=== TASK ===
Your answer should be one number: the count of lines in these entries that hold the word "CloudProvider".

[Dataset entries]
=-=-=

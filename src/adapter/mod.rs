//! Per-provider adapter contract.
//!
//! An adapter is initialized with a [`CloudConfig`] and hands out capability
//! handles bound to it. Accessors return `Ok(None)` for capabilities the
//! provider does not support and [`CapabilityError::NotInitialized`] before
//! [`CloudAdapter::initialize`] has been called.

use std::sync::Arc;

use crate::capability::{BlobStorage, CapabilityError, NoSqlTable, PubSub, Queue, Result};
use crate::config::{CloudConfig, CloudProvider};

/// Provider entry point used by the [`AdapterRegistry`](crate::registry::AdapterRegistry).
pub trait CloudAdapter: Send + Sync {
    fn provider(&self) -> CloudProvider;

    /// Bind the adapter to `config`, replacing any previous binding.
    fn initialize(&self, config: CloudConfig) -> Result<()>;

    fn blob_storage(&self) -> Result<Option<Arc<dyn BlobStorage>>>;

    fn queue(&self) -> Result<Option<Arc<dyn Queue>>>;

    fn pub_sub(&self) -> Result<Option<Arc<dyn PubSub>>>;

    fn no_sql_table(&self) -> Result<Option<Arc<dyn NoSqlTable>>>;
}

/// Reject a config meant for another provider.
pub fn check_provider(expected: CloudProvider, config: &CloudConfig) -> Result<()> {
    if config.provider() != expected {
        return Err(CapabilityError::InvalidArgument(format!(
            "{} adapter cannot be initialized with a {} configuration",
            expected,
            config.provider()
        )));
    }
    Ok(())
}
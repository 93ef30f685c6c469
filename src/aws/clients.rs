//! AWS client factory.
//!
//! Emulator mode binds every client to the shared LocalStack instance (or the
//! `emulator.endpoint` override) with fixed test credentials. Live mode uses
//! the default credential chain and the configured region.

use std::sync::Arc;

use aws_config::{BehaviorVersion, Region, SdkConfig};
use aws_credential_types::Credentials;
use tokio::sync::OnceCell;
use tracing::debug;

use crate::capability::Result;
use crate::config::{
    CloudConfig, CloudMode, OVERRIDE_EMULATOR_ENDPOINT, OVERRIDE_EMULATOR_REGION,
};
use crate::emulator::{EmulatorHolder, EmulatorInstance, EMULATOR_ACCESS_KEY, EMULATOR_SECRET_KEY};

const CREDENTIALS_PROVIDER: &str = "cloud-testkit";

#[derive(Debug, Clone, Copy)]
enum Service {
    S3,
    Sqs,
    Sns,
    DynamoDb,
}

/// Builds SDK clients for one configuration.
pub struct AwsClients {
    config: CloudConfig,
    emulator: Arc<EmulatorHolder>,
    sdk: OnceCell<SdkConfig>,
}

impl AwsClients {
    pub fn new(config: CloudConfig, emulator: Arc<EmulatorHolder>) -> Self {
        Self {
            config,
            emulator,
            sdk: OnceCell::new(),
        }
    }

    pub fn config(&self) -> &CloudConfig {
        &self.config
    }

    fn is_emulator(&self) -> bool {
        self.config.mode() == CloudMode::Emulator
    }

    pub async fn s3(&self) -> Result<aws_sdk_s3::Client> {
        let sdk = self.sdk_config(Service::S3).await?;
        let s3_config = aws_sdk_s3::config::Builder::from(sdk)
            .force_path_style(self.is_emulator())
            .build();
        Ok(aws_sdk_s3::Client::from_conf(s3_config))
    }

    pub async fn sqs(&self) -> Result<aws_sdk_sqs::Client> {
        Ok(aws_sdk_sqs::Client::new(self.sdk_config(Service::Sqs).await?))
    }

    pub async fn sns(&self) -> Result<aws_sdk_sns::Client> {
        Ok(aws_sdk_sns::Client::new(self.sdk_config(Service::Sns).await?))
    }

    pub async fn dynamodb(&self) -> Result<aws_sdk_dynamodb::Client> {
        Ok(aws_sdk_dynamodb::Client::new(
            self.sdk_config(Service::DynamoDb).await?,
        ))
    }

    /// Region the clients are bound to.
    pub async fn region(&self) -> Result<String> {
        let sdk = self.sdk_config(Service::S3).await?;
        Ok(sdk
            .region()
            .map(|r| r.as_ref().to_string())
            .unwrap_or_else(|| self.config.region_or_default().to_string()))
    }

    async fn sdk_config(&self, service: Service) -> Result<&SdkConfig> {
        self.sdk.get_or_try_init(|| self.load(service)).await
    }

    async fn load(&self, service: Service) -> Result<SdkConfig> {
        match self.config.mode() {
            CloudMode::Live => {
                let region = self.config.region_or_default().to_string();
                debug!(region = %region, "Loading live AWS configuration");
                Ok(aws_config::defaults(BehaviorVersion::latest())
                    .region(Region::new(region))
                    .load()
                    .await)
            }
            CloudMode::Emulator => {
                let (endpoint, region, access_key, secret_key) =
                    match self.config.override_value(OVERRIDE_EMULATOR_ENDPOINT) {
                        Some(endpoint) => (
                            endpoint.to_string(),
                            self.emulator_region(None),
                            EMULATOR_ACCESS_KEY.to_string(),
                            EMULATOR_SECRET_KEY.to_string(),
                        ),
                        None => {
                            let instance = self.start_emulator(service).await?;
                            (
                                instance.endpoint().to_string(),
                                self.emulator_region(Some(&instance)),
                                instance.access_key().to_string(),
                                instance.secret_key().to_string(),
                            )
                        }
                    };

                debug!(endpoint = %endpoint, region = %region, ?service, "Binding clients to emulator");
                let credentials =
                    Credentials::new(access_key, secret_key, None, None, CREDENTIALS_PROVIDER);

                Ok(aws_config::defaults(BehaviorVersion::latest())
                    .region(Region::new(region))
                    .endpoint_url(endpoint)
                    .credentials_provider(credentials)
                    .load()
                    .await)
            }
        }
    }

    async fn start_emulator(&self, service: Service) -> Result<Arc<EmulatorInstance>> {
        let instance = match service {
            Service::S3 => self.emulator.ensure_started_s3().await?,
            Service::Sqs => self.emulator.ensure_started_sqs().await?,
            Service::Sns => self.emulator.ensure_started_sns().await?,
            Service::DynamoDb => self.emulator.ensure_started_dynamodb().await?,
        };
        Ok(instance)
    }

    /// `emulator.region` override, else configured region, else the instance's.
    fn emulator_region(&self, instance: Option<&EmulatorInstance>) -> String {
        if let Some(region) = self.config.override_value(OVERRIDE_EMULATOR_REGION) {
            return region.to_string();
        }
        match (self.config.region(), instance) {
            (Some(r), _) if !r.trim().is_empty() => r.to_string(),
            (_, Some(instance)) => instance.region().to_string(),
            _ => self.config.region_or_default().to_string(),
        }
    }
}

=-=-=

=== SOLUTION TO THIS EXERCISE ===
3